INDIAN WARS ARMED U.S. CAVALRY TROOPER AT FORT GRANT, ARIZONA

$350.00 SOLD

Quantity Available: None

Item Code: 480-198

This cabinet card by Markey and Mytton of Fort Grant, Arizona, measures 4 ¼ by 6 ½ inches and has good clarity and tone. It shows a U.S. cavalry private posed in studio with a plain backdrop, but with rocks, straw and vegetation on the floor to give an impression of being out in the wild. He poses with one foot set upon a rock and holds his Springfield trapdoor carbine at full cock, as if on guard or on alert.

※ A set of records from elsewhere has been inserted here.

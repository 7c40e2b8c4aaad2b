//! Accounts. Identity lives elsewhere; this table only carries what payroll
//! needs to know: role and whether the person is still on the books.

use sea_orm::{
    ActiveModelTrait, ColumnTrait, ConnectionTrait, DatabaseConnection, DbErr, EntityTrait,
    QueryFilter, QueryOrder, Set,
};

use payline_core::Role;
use payline_shared::types::UserId;

use crate::entities::{sea_orm_active_enums::UserRole, users};

/// Reads and writes `users`.
#[derive(Debug, Clone)]
pub struct UserRepository {
    db: DatabaseConnection,
}

impl UserRepository {
    /// Creates a repository on `db`.
    #[must_use]
    pub const fn new(db: DatabaseConnection) -> Self {
        Self { db }
    }

    /// Looks an account up by email.
    ///
    /// # Errors
    ///
    /// Fails only on database errors; an unknown email is `Ok(None)`.
    pub async fn find_by_email(&self, email: &str) -> Result<Option<users::Model>, DbErr> {
        users::Entity::find()
            .filter(users::Column::Email.eq(email))
            .one(&self.db)
            .await
    }

    /// Inserts an active account with a fresh id.
    ///
    /// # Errors
    ///
    /// Fails if the email is already taken or the insert fails.
    pub async fn create(&self, email: &str, full_name: &str, role: Role) -> Result<users::Model, DbErr> {
        let now = chrono::Utc::now().into();
        users::ActiveModel {
            id: Set(UserId::new().into_inner()),
            email: Set(email.to_owned()),
            full_name: Set(full_name.to_owned()),
            role: Set(role.into()),
            is_active: Set(true),
            created_at: Set(now),
            updated_at: Set(now),
        }
        .insert(&self.db)
        .await
    }

    /// Marks an account as joined or left. Inactive employees are skipped by
    /// payroll runs.
    ///
    /// # Errors
    ///
    /// `DbErr::RecordNotFound` for an unknown id, otherwise database errors.
    pub async fn set_active(&self, id: UserId, is_active: bool) -> Result<users::Model, DbErr> {
        let Some(user) = users::Entity::find_by_id(id.into_inner()).one(&self.db).await? else {
            return Err(DbErr::RecordNotFound(format!("user {id}")));
        };

        let mut user: users::ActiveModel = user.into();
        user.is_active = Set(is_active);
        user.updated_at = Set(chrono::Utc::now().into());
        user.update(&self.db).await
    }

    /// Active accounts with the `employee` role, in id order. Generic over the
    /// connection so a payroll run can read the roster inside its transaction.
    ///
    /// # Errors
    ///
    /// Database errors only.
    pub async fn list_active_employees<C>(conn: &C) -> Result<Vec<users::Model>, DbErr>
    where
        C: ConnectionTrait,
    {
        users::Entity::find()
            .filter(users::Column::Role.eq(UserRole::Employee))
            .filter(users::Column::IsActive.eq(true))
            .order_by_asc(users::Column::Id)
            .all(conn)
            .await
    }
}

Our man wears cavalry gauntlets, a neat, drab campaign hat of the 1883 or 1889 pattern, a well-ironed five-button fatigue blouse, and an 1876 style prairie belt with a couple of cartridges visible in loops at left next to the frame buckle. He wears a pair of the tall 1884 pattern cavalry boots and has kept his spurs on to complete the impression of being in the field.

The area of Fort Grant had been occupied as a military post intermittently from 1860 to 1865, at which point the military again occupied it at “Camp Grant.” The post was moved and renamed “Fort Grant” in 1872. The post played a prominent role in the Apache wars of the 1880s and was finally abandoned by the army in 1905, taken over by the state in 1912 and is currently a prison complex. Its unfortunate history also includes the guardhouse escape of Billy the Kid, and the nearby 1871 massacre of some 144 Apaches, mostly women and children, camped near “Camp Grant” by a group of Anglo and Mexican Americans and Tohona O’odham native Americans, sparking a guerilla war that lasted into 1875.

This is in very good condition, with a fancy Markey & Mytton “Art Studio” backmark on the reverse that shows some foxing, but does not affect the face of the card.  [SR]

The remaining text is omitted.